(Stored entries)
****************************************

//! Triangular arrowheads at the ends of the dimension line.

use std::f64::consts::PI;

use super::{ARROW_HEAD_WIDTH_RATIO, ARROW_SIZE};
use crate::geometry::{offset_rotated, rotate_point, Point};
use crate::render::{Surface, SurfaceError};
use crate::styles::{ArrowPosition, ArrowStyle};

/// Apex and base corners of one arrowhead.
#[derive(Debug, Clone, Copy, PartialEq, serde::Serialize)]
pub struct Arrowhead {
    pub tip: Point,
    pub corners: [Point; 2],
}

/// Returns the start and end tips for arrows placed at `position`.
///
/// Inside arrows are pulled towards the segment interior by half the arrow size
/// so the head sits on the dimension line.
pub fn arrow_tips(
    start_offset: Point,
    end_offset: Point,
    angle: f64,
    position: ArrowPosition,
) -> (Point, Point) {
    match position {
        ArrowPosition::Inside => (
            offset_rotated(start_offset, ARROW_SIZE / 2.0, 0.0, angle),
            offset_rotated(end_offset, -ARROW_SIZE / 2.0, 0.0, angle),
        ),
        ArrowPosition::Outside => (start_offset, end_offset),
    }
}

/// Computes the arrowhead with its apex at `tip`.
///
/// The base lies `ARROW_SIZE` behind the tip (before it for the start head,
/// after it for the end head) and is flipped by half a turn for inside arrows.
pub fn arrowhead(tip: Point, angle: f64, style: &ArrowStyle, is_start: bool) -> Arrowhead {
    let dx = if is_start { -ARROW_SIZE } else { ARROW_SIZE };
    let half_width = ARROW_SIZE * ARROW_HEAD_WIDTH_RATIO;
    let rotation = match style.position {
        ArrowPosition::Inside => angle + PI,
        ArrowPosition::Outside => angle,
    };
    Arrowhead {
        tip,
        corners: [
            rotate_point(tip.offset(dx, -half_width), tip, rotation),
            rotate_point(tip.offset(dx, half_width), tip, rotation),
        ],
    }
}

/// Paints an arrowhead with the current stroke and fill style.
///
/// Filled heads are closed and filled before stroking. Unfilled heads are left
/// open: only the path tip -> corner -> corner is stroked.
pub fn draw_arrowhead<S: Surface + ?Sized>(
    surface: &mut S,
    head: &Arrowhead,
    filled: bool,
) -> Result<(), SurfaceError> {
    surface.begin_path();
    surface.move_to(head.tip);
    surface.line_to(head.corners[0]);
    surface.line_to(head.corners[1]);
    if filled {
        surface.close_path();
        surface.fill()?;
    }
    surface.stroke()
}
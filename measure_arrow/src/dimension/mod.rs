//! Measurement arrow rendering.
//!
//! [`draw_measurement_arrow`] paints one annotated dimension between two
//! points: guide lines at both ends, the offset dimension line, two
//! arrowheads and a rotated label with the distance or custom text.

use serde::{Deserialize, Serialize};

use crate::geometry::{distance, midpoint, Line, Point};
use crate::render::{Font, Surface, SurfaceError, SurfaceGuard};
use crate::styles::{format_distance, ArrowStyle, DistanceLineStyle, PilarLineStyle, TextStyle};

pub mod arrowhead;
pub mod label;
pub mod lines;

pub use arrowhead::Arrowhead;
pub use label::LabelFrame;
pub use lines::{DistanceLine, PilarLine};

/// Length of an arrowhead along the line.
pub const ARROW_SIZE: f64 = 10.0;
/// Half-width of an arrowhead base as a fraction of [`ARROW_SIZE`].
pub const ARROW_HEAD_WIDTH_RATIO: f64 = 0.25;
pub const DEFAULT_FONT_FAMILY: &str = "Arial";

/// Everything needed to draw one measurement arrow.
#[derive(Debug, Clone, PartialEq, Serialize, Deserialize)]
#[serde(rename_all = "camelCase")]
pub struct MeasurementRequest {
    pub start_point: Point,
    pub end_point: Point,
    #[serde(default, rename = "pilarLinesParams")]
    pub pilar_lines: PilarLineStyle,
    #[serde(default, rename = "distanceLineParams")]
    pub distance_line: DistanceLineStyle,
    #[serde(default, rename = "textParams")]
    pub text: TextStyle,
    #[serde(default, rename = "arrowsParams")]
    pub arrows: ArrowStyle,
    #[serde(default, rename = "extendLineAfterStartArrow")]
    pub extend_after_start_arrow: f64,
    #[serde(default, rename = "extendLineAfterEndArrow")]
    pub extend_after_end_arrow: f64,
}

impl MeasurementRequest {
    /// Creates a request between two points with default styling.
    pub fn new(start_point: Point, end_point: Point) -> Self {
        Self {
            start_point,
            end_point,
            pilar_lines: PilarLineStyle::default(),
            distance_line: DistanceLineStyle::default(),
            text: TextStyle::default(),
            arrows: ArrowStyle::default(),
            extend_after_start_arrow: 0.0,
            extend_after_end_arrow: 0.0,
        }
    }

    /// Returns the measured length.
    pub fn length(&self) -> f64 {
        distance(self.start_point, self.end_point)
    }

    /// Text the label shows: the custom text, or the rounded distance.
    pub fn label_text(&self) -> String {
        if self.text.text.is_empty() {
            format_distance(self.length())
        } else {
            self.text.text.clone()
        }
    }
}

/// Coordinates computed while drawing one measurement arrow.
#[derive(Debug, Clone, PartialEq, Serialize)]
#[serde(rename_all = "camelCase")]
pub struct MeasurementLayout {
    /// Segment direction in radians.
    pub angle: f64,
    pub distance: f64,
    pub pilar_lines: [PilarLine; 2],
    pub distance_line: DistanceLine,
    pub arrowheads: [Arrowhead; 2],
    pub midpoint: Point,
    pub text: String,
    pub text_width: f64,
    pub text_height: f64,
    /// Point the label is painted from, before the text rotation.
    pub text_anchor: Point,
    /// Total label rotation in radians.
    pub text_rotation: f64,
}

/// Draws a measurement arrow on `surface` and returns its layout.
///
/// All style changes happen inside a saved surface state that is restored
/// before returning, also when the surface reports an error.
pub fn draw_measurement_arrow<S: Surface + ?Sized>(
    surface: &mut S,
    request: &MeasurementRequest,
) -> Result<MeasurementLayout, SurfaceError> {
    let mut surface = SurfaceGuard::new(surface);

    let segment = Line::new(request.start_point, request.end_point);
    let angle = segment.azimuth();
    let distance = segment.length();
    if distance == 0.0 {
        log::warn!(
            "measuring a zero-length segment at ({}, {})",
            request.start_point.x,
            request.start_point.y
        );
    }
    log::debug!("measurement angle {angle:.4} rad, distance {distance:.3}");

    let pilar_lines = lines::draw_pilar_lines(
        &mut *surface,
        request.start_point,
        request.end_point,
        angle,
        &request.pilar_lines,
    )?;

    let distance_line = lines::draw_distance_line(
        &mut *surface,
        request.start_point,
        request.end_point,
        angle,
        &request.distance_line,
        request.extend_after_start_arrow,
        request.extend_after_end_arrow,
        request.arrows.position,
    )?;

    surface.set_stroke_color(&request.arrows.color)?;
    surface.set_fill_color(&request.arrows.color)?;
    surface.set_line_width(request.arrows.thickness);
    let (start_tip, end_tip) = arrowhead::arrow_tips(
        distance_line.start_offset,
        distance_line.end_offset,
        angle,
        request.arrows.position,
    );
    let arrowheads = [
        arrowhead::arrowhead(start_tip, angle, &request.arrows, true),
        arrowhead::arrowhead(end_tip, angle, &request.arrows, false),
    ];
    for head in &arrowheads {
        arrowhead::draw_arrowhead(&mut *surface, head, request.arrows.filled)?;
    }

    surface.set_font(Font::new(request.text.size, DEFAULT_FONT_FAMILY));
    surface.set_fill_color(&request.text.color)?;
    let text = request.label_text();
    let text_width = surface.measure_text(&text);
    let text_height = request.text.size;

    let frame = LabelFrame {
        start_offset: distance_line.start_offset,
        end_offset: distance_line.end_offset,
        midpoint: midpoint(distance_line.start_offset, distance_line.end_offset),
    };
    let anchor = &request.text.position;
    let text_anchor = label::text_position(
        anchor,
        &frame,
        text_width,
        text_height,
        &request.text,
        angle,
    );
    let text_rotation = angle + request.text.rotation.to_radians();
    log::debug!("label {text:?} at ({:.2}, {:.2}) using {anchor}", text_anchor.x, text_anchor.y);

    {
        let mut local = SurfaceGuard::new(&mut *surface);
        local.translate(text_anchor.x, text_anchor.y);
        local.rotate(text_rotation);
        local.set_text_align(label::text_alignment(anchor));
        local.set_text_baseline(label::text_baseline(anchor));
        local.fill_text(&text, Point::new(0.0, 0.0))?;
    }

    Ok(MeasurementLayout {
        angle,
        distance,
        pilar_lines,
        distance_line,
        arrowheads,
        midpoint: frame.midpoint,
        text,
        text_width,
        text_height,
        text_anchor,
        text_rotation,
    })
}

****************************************

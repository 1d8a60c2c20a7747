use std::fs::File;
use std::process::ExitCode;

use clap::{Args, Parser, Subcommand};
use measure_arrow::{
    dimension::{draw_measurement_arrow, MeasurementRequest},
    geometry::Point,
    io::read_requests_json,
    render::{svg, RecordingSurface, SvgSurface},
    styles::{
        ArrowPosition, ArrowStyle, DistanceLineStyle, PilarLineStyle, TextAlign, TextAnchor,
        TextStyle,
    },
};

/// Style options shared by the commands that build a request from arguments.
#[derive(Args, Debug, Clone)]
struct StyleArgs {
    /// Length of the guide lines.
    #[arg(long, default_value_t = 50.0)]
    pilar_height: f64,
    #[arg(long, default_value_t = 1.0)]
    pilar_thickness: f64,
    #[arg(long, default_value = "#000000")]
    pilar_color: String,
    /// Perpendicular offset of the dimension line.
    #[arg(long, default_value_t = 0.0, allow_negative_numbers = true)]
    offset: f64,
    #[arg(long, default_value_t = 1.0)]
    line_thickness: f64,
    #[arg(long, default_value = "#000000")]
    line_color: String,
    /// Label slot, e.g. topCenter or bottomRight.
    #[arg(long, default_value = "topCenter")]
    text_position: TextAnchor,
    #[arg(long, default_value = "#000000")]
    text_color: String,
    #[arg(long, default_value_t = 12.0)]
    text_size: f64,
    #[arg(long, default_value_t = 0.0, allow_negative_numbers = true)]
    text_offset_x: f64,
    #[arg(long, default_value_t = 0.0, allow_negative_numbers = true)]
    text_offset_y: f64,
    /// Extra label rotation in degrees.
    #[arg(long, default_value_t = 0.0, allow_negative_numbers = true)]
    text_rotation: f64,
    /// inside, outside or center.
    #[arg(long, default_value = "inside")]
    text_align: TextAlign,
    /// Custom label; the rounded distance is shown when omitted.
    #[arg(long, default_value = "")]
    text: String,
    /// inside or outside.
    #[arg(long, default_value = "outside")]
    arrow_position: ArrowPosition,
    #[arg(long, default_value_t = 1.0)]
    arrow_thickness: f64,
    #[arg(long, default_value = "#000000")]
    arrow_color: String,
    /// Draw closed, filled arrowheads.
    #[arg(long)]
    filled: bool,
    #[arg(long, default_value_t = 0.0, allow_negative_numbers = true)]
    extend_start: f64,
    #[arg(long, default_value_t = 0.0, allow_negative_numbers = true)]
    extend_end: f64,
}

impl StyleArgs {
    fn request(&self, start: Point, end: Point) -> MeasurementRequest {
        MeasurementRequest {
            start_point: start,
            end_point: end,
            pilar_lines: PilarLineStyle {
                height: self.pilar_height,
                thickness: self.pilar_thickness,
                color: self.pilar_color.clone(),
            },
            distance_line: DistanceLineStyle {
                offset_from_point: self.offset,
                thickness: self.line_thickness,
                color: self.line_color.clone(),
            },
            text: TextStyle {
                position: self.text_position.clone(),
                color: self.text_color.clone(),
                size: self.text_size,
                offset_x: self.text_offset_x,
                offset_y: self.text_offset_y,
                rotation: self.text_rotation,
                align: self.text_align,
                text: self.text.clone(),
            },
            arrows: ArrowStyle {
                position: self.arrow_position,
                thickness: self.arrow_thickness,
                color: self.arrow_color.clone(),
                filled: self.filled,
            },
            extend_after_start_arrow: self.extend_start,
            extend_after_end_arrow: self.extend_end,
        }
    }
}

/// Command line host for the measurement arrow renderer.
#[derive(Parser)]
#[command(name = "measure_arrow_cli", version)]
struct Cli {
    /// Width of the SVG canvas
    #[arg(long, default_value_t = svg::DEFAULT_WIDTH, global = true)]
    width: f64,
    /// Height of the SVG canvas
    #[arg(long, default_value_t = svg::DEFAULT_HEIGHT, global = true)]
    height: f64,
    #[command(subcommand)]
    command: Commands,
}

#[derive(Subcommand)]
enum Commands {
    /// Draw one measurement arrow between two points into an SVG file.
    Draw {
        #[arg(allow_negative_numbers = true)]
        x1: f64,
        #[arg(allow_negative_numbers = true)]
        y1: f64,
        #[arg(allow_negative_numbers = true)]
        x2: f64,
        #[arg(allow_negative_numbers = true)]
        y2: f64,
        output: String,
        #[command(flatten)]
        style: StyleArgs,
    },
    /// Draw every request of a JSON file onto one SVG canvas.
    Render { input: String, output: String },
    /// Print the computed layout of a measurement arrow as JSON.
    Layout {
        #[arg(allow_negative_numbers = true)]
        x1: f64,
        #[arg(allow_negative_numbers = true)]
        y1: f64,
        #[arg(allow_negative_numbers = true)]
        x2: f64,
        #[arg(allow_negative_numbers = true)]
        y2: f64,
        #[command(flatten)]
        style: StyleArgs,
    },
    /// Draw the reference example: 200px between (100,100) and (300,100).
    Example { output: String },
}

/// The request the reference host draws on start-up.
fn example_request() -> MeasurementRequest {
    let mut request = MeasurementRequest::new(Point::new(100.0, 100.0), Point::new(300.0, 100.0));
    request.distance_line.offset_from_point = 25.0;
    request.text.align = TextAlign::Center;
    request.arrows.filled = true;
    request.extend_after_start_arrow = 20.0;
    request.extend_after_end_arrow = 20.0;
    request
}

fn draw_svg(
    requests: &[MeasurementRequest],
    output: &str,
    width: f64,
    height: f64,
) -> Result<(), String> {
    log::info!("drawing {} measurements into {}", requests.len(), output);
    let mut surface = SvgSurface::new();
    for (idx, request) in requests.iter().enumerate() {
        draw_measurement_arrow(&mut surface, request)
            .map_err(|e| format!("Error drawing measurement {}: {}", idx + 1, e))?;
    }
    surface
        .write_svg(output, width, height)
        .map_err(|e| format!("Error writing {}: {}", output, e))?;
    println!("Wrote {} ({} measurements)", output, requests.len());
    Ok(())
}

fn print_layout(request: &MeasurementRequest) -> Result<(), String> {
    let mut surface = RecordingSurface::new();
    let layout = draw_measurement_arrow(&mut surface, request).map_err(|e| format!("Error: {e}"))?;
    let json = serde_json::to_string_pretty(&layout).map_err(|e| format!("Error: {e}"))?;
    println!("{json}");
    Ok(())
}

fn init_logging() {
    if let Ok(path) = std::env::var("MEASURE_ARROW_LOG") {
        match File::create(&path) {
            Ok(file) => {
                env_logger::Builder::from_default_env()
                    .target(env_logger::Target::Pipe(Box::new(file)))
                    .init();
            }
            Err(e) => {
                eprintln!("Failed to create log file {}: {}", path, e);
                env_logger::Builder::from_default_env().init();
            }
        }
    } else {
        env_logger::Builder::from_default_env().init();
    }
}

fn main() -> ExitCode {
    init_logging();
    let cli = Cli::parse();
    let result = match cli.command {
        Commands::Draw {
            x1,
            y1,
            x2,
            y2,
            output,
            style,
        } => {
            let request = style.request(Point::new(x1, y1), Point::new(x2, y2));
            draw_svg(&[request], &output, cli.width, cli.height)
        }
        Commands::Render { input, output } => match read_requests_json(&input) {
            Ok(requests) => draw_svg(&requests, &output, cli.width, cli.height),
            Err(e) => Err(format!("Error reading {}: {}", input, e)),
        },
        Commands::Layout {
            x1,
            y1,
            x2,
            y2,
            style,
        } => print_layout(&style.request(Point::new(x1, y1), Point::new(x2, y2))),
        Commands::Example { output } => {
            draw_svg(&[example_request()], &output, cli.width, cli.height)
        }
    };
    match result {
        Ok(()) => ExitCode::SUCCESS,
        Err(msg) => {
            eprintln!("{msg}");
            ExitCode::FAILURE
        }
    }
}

****************************************

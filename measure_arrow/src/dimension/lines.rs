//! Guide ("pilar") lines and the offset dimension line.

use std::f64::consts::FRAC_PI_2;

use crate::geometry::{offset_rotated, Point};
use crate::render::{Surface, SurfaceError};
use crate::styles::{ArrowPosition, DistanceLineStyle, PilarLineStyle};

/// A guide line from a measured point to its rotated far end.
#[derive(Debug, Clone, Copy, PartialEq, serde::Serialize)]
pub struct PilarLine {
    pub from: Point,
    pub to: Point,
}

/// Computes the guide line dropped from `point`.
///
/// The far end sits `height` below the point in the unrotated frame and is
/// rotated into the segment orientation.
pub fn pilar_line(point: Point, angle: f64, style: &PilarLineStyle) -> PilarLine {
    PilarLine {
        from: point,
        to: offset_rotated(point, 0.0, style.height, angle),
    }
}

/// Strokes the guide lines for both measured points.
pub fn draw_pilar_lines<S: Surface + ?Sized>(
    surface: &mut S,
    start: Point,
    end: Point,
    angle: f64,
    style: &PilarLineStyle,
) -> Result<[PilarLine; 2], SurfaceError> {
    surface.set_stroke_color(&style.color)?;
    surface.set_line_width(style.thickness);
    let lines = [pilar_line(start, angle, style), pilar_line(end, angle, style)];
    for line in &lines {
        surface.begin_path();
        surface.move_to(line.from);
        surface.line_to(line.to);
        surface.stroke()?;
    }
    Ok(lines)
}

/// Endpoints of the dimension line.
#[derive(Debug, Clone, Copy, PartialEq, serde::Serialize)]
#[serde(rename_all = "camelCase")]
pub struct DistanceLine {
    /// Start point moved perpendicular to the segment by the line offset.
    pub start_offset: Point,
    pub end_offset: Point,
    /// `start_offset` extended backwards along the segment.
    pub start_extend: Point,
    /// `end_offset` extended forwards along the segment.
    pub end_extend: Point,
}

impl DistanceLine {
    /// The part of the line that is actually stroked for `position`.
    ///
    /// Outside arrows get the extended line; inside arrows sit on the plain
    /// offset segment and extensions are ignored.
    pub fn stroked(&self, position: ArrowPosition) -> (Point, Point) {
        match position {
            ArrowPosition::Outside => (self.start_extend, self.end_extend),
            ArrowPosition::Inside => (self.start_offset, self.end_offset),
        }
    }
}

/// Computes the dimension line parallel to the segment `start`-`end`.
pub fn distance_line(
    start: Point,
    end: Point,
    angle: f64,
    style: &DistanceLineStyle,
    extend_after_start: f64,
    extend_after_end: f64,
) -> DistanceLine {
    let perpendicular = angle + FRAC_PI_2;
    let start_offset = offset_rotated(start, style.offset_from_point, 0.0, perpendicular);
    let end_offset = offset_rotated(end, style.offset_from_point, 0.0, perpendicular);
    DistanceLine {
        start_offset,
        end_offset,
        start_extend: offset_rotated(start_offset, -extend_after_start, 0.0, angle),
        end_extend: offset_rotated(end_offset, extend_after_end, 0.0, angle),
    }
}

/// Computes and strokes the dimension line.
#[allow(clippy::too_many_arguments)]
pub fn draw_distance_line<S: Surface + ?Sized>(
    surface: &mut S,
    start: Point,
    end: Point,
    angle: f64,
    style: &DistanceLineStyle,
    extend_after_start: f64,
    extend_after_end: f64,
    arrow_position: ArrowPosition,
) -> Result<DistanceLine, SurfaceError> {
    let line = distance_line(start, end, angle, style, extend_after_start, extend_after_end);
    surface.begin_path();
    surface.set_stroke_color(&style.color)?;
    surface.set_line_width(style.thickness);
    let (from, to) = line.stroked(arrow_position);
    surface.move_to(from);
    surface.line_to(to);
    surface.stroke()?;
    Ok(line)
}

****************************************

◆ **TASK**:
For the string "host", give the number of lines in the data that contain it, and only that number.

◆ **WRITTEN SOLUTION**:
2